What you should do: Here are some entries. Repeat all of them exactly.

Information:

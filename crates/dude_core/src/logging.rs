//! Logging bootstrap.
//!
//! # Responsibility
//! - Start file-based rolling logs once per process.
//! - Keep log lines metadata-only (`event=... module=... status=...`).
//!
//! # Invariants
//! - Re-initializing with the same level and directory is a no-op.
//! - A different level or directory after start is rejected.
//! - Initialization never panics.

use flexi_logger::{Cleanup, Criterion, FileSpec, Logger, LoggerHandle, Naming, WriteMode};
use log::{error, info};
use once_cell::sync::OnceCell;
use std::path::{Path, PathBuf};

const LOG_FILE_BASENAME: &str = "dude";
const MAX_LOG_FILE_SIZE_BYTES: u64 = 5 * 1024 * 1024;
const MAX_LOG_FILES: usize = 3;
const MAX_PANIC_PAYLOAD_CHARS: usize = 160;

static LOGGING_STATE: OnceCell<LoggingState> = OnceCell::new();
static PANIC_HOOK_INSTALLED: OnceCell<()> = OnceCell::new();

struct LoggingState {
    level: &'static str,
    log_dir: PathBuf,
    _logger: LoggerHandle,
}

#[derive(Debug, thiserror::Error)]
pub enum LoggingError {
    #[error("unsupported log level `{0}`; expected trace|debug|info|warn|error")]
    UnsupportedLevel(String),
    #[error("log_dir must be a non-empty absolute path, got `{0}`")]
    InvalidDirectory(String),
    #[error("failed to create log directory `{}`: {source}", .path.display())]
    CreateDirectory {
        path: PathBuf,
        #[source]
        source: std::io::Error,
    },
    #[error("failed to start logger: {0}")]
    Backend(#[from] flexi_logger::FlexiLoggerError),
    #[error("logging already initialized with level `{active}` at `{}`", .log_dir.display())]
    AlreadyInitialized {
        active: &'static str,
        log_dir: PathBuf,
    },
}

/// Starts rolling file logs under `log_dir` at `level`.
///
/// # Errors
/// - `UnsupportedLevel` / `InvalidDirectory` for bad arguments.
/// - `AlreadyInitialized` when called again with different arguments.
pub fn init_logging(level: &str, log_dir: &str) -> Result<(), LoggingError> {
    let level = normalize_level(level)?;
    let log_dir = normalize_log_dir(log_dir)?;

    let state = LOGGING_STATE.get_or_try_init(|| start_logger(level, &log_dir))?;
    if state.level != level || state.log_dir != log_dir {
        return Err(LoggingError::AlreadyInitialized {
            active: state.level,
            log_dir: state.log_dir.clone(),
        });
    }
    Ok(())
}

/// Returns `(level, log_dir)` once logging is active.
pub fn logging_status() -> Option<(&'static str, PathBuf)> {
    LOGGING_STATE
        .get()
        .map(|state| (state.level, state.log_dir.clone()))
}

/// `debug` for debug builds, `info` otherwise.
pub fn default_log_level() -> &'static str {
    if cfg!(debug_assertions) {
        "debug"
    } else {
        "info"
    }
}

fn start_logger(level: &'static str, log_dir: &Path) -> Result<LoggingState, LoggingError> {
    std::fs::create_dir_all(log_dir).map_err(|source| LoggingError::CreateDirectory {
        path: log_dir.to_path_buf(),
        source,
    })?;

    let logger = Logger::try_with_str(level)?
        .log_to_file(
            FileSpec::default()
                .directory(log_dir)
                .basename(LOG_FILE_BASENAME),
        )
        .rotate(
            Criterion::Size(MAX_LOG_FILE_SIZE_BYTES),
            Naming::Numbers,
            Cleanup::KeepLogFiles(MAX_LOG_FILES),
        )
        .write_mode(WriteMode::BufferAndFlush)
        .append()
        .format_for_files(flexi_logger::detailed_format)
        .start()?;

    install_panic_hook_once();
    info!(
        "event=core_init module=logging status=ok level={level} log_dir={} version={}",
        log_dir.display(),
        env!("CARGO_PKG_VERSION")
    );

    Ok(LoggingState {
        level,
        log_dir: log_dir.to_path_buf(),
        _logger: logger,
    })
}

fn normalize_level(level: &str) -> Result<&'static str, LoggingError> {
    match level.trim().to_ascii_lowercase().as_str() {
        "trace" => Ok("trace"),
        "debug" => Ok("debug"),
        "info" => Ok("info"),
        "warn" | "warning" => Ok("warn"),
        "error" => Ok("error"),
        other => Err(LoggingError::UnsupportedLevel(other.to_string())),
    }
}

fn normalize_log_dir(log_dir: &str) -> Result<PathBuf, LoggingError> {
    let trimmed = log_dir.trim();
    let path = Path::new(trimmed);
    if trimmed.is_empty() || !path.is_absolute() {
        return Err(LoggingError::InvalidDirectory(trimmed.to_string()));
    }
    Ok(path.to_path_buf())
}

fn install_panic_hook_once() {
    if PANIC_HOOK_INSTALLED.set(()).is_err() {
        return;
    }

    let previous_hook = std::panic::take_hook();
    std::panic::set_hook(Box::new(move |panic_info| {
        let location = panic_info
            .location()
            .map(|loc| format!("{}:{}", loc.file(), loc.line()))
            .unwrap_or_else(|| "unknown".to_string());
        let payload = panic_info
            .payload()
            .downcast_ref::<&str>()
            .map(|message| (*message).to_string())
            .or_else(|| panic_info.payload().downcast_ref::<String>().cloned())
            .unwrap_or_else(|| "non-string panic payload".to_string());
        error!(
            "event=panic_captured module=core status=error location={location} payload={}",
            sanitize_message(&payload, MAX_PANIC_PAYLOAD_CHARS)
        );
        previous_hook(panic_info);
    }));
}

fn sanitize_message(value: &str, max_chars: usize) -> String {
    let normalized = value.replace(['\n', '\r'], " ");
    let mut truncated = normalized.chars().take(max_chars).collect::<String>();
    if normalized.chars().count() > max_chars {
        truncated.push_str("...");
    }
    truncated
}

Task answer:
filename crates/dude_core/src/logging.rs
//! Logging bootstrap.
//!
//! # Responsibility
//! - Start file-based rolling logs once per process.
//! - Keep log lines metadata-only (`event=... module=... status=...`).
//!
//! # Invariants
//! - Re-initializing with the same level and directory is a no-op.
//! - A different level or directory after start is rejected.
//! - Initialization never panics.

use flexi_logger::{Cleanup, Criterion, FileSpec, Logger, LoggerHandle, Naming, WriteMode};
use log::{error, info};
use once_cell::sync::OnceCell;
use std::path::{Path, PathBuf};

const LOG_FILE_BASENAME: &str = "dude";
const MAX_LOG_FILE_SIZE_BYTES: u64 = 5 * 1024 * 1024;
const MAX_LOG_FILES: usize = 3;
const MAX_PANIC_PAYLOAD_CHARS: usize = 160;

static LOGGING_STATE: OnceCell<LoggingState> = OnceCell::new();
static PANIC_HOOK_INSTALLED: OnceCell<()> = OnceCell::new();

struct LoggingState {
    level: &'static str,
    log_dir: PathBuf,
    _logger: LoggerHandle,
}

#[derive(Debug, thiserror::Error)]
pub enum LoggingError {
    #[error("unsupported log level `{0}`; expected trace|debug|info|warn|error")]
    UnsupportedLevel(String),
    #[error("log_dir must be a non-empty absolute path, got `{0}`")]
    InvalidDirectory(String),
    #[error("failed to create log directory `{}`: {source}", .path.display())]
    CreateDirectory {
        path: PathBuf,
        #[source]
        source: std::io::Error,
    },
    #[error("failed to start logger: {0}")]
    Backend(#[from] flexi_logger::FlexiLoggerError),
    #[error("logging already initialized with level `{active}` at `{}`", .log_dir.display())]
    AlreadyInitialized {
        active: &'static str,
        log_dir: PathBuf,
    },
}

/// Starts rolling file logs under `log_dir` at `level`.
///
/// # Errors
/// - `UnsupportedLevel` / `InvalidDirectory` for bad arguments.
/// - `AlreadyInitialized` when called again with different arguments.
pub fn init_logging(level: &str, log_dir: &str) -> Result<(), LoggingError> {
    let level = normalize_level(level)?;
    let log_dir = normalize_log_dir(log_dir)?;

    let state = LOGGING_STATE.get_or_try_init(|| start_logger(level, &log_dir))?;
    if state.level != level || state.log_dir != log_dir {
        return Err(LoggingError::AlreadyInitialized {
            active: state.level,
            log_dir: state.log_dir.clone(),
        });
    }
    Ok(())
}

/// Returns `(level, log_dir)` once logging is active.
pub fn logging_status() -> Option<(&'static str, PathBuf)> {
    LOGGING_STATE
        .get()
        .map(|state| (state.level, state.log_dir.clone()))
}

/// `debug` for debug builds, `info` otherwise.
pub fn default_log_level() -> &'static str {
    if cfg!(debug_assertions) {
        "debug"
    } else {
        "info"
    }
}

fn start_logger(level: &'static str, log_dir: &Path) -> Result<LoggingState, LoggingError> {
    std::fs::create_dir_all(log_dir).map_err(|source| LoggingError::CreateDirectory {
        path: log_dir.to_path_buf(),
        source,
    })?;

    let logger = Logger::try_with_str(level)?
        .log_to_file(
            FileSpec::default()
                .directory(log_dir)
                .basename(LOG_FILE_BASENAME),
        )
        .rotate(
            Criterion::Size(MAX_LOG_FILE_SIZE_BYTES),
            Naming::Numbers,
            Cleanup::KeepLogFiles(MAX_LOG_FILES),
        )
        .write_mode(WriteMode::BufferAndFlush)
        .append()
        .format_for_files(flexi_logger::detailed_format)
        .start()?;

    install_panic_hook_once();
    info!(
        "event=core_init module=logging status=ok level={level} log_dir={} version={}",
        log_dir.display(),
        env!("CARGO_PKG_VERSION")
    );

    Ok(LoggingState {
        level,
        log_dir: log_dir.to_path_buf(),
        _logger: logger,
    })
}

fn normalize_level(level: &str) -> Result<&'static str, LoggingError> {
    match level.trim().to_ascii_lowercase().as_str() {
        "trace" => Ok("trace"),
        "debug" => Ok("debug"),
        "info" => Ok("info"),
        "warn" | "warning" => Ok("warn"),
        "error" => Ok("error"),
        other => Err(LoggingError::UnsupportedLevel(other.to_string())),
    }
}

fn normalize_log_dir(log_dir: &str) -> Result<PathBuf, LoggingError> {
    let trimmed = log_dir.trim();
    let path = Path::new(trimmed);
    if trimmed.is_empty() || !path.is_absolute() {
        return Err(LoggingError::InvalidDirectory(trimmed.to_string()));
    }
    Ok(path.to_path_buf())
}

fn install_panic_hook_once() {
    if PANIC_HOOK_INSTALLED.set(()).is_err() {
        return;
    }

    let previous_hook = std::panic::take_hook();
    std::panic::set_hook(Box::new(move |panic_info| {
        let location = panic_info
            .location()
            .map(|loc| format!("{}:{}", loc.file(), loc.line()))
            .unwrap_or_else(|| "unknown".to_string());
        let payload = panic_info
            .payload()
            .downcast_ref::<&str>()
            .map(|message| (*message).to_string())
            .or_else(|| panic_info.payload().downcast_ref::<String>().cloned())
            .unwrap_or_else(|| "non-string panic payload".to_string());
        error!(
            "event=panic_captured module=core status=error location={location} payload={}",
            sanitize_message(&payload, MAX_PANIC_PAYLOAD_CHARS)
        );
        previous_hook(panic_info);
    }));
}

fn sanitize_message(value: &str, max_chars: usize) -> String {
    let normalized = value.replace(['\n', '\r'], " ");
    let mut truncated = normalized.chars().take(max_chars).collect::<String>();
    if normalized.chars().count() > max_chars {
        truncated.push_str("...");
    }
    truncated
}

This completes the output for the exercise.